I tried to be good this year. I did! Not so much because I felt that Santa was watching, but because I knew Child Protective Services was. And I think I did pretty well. On a scale of 1-10, with 1 being reallyreallyreally bad, and 10 being reallyreallyreally good, I'd say I was a solid 7.5. Better than average. Pretty darn good. For me, at least.
Which is why I was baffled by a couple of the gifts Santa sent my way. First, there was the package of Fundies. I went to a Christmas party with friends last night. Good food, great company, copious quantities of booze, and even a gift exchange to top things off. It was the kind where each person brings a gift, and you draw numbers to see who will pick a gift first. Each person has an opportunity to steal a previously-opened gift or pick a new one. I was number 3, and since the first gift was a blowup doll, and the second gift was a plastic hand with the middle finger extended, that lit up and said "Fuck you!" when you pushed the button, I opted to pick a new gift. After all, I'm perfectly capable of using my own middle finger to communicate, and I have plenty of blowup dolls already. Little did I know what lay behind Door #3 was a package of Fundies. Pictured above, you can see for yourself how useful these babies can be. Perfect for Siamese twins joined at the forehead. Or for people who will do anything to cut their laundry load in half.

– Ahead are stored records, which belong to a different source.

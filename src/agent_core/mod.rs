//! Agent Core — query orchestration for the key-value agent.
//!
//! Submodules:
//! - `agent`: the per-query state machine (security, cache, rules, model loop)
//! - `intent`: keyword intent classification
//! - `rules`: regex fast path that bypasses the model
//! - `prompts`: capability tiers and prompt construction
//! - `cache`: bounded LRU of successful results
//! - `memory`: bounded conversation history
//! - `tokens`: token estimation for history budgets
//! - `security`: read-only, pattern, complexity and allow-list checks
//! - `audit`: in-memory audit ring with an optional SQLite sink
//! - `database`: SQLite persistence for audit events
//! - `context`: database shape snapshot for prompts
//! - `types`: shared result and event types
//! - `errors`: agent-level error types

pub mod agent;
pub mod audit;
pub mod cache;
pub mod context;
pub mod database;
pub mod errors;
pub mod intent;
pub mod memory;
pub mod prompts;
pub mod rules;
pub mod security;
pub mod tokens;
pub mod types;

// Re-exports for convenience
pub use agent::Agent;
pub use audit::{AuditLogger, AuditStatistics};
pub use cache::{CacheStats, QueryCache};
pub use context::ContextManager;
pub use errors::{AgentError, ErrorKind};
pub use intent::{classify_intent, Intent};
pub use memory::{ConversationMemory, MemoryStats, MemoryVariables};
pub use prompts::CapabilityTier;
pub use security::{SecurityManager, SecurityReport, SecurityViolation};
pub use types::{AuditEvent, AuditEventType, ConversationTurn, DatabaseContext, QueryResult};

Then there were the magnets from Kendra. These were actually quite awesome. Kendra is cool for a whole host of reasons, but chief among them is the fact that she sends me stuff at Christmas time. Last year I got a very cool homemade tree ornament, which, fortunately, looks pretty nifty even without a tree to hang on. I'm trying to set the record for Most Consecutive Christmases Without Putting Up a Tree, but Kendra's ornament looks just as fabulous hanging from one of the the three little gold hooks on my mantle.
Kendra made this year's set of magnets herself. The girl is crafty! I am always baffled by how some people seem to innately know how to build entire cities out of wooden spoons and empty pudding boxes, while I can barely get myself dressed in the morning without breaking a limb. Kendra is one of those people who seems to spring out of bed some mornings thinking, "Today I shall build a TV set out of shampoo bottles," and 30 minutes later, pow! She's watching "I Love Lucy" reruns on a TV set that would put your Sony to shame, and her hair smells terrific.
At left is a picture of my new magnets, displayed on my refrigerator. First there are the "gin" and "tonic" magnets, showing that Kendra is eerily aware of the sole contents of said refrigerator. Then the pretty ladybug pattern, the funky white-and-blue face magnet, and the swirly yellowy one. And then...something sinister about that last one. Where have I seen that awful face before? Why do I suddenly feel like evil lurks nearby, waiting to pounce on me? Is it? No! It can't be....
Yep, the bane of my existence. It's not bad enough that creep has my email address and sends me all manner of deranged messages and incoherent threats, but now I have to be reminded of him in the sanctity of my home? Kendra is at once generous and vicious. Or perhaps she is just too wholesome and naive to understand the true nature of this horrible ogre. Either way, I am forced to keep the offensive image up on my refrigerator because Kendra is so sweet, and she gave me this gift in kindness. On the bright side, there's the inevitable weight-loss benefit. I expect to lose about 98% of my body weight in 2007, with that unsettling image menacing me every time I approach the fridge looking for food.
Anyway, thanks, Kendra! You rock. Now I'm off to see if I can find a sailor on leave to entice into wearing my Fundies with me. Wish me luck!